● DESCRIPTION OF THE TASK: Scan the records below for the line with "temperature for advice generation" and the line with "pub const SYSTEM_PROMPT: &str". Repeat those two lines and every line between them exactly, and nothing else.

● RECORD EXCERPTS:
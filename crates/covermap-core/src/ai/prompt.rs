//! Prompt construction for advice generation

use std::collections::BTreeMap;

use serde_json::Value;

use crate::risk::AssessmentResult;

/// Sampling temperature for advice generation
pub const TEMPERATURE: f32 = 0.4;

/// Completion token cap; generous for a 250-word answer
pub const MAX_TOKENS: u32 = 400;

/// System message sent ahead of every advice prompt
pub const SYSTEM_PROMPT: &str = "You are a helpful Canadian insurance explainer. \
    You ONLY provide general education and suggest topics to discuss with a licensed advisor.";

const INSTRUCTIONS: &str = "You are an insurance assistant helping a Canadian consumer \
    understand their insurance coverage situation. Be clear, neutral and educational. \
    Do NOT give legal or tax advice, and do not recommend specific company products. \
    Focus on concepts and what they should discuss with a licensed advisor.";

const OUTPUT_REQUEST: &str = "Based on this, write:\n\
    1) A short 3-5 sentence overview of their situation.\n\
    2) 3-5 bullet points with concrete next steps or questions to ask an insurance advisor.\n\
    Keep total length under 250 words.";

/// Build the user prompt from the answers shown to the user and their assessment
pub fn build_prompt(answers: &BTreeMap<String, Value>, assessment: &AssessmentResult) -> String {
    let mut lines = vec![INSTRUCTIONS.to_string(), String::new()];

    lines.push("User profile (raw answers):".to_string());
    for (key, value) in answers {
        lines.push(format!("- {}: {}", key, display_value(value)));
    }

    lines.push(String::new());
    lines.push("Rule-based assessment (JSON):".to_string());
    lines.push(serde_json::to_string(assessment).unwrap_or_else(|_| "{}".to_string()));

    lines.push(String::new());
    lines.push(OUTPUT_REQUEST.to_string());

    lines.join("\n")
}

// Strings are shown bare; everything else uses its JSON text
fn display_value(value: &Value) -> String {
    match value {
        Value::String(s) => s.clone(),
        other => other.to_string(),
    }
}
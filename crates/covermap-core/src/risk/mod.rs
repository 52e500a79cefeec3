//! Risk Evaluator - rule-based insurance risk assessment
//!
//! Maps a normalized [`Context`](crate::context::Context) into per-category
//! scores (life, auto, home, travel) with ranked, human-readable
//! recommendations, plus an overall score.
//!
//! ## Scoring
//!
//! - Each category runs a fixed, ordered list of rules (see [`rules`])
//! - A fired rule adds its delta and may append a recommendation
//! - Category scores are clamped to 100 after all rules run
//! - The overall score is the truncating mean of the non-zero category scores
//!
//! ## Usage
//!
//! ```rust,ignore
//! use covermap_core::{context::build_context, risk::evaluate};
//!
//! let ctx = build_context(&db.get_answers(questionnaire_id)?);
//! let assessment = evaluate(&ctx);
//! println!("overall: {}", assessment.overall_risk_score);
//! ```

pub mod engine;
pub mod rules;
pub mod types;

pub use engine::{assess, evaluate, evaluate_category, overall_score, MAX_CATEGORY_SCORE};
pub use rules::{format_dollars, rules_for, Rule, RuleOutcome};
pub use types::{AssessmentResult, Category, CategoryResult, Recommendation};
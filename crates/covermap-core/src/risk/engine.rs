//! Risk evaluator - runs the category rule lists and derives the overall score

use std::collections::BTreeMap;

use tracing::debug;

use crate::context::{build_context, Context};

use super::rules::rules_for;
use super::types::{AssessmentResult, Category, CategoryResult};

/// Upper bound for any category score
pub const MAX_CATEGORY_SCORE: u32 = 100;

/// Evaluate a context into per-category scores and recommendations
///
/// Pure and total: every category is always present in the result.
pub fn evaluate(ctx: &Context) -> AssessmentResult {
    let categories: BTreeMap<Category, CategoryResult> = Category::ALL
        .iter()
        .map(|category| (*category, evaluate_category(*category, ctx)))
        .collect();

    let overall_risk_score = overall_score(categories.values().map(|c| c.score));

    AssessmentResult {
        overall_risk_score,
        categories,
    }
}

/// Build the context from stored answers and evaluate it
pub fn assess(stored: &BTreeMap<String, String>) -> AssessmentResult {
    evaluate(&build_context(stored))
}

/// Run one category's rules in declared order
///
/// The score is clamped once, after all rules have fired.
pub fn evaluate_category(category: Category, ctx: &Context) -> CategoryResult {
    let mut score: u32 = 0;
    let mut recommendations = vec![];
    let mut fired = vec![];

    for rule in rules_for(category) {
        if let Some(outcome) = rule.fire(ctx) {
            score = score.saturating_add(outcome.delta);
            recommendations.extend(outcome.recommendation);
            fired.push(rule.id);
        }
    }

    let score = score.min(MAX_CATEGORY_SCORE);

    debug!(
        category = category.as_str(),
        score,
        rules = ?fired,
        "Category evaluated"
    );

    CategoryResult {
        score,
        recommendations,
    }
}

/// Truncating mean of the strictly positive scores, 0 when none are positive
///
/// Inactive categories are left out of the denominator entirely.
pub fn overall_score(scores: impl IntoIterator<Item = u32>) -> u32 {
    let (sum, count) = scores
        .into_iter()
        .filter(|s| *s > 0)
        .fold((0u64, 0u64), |(sum, count), s| (sum + u64::from(s), count + 1));

    if count == 0 {
        0
    } else {
        (sum / count) as u32
    }
}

● TASK ANSWER:
/// Sampling temperature for advice generation
pub const TEMPERATURE: f32 = 0.4;

/// Completion token cap; generous for a 250-word answer
pub const MAX_TOKENS: u32 = 400;

/// System message sent ahead of every advice prompt
pub const SYSTEM_PROMPT: &str = "You are a helpful Canadian insurance explainer. \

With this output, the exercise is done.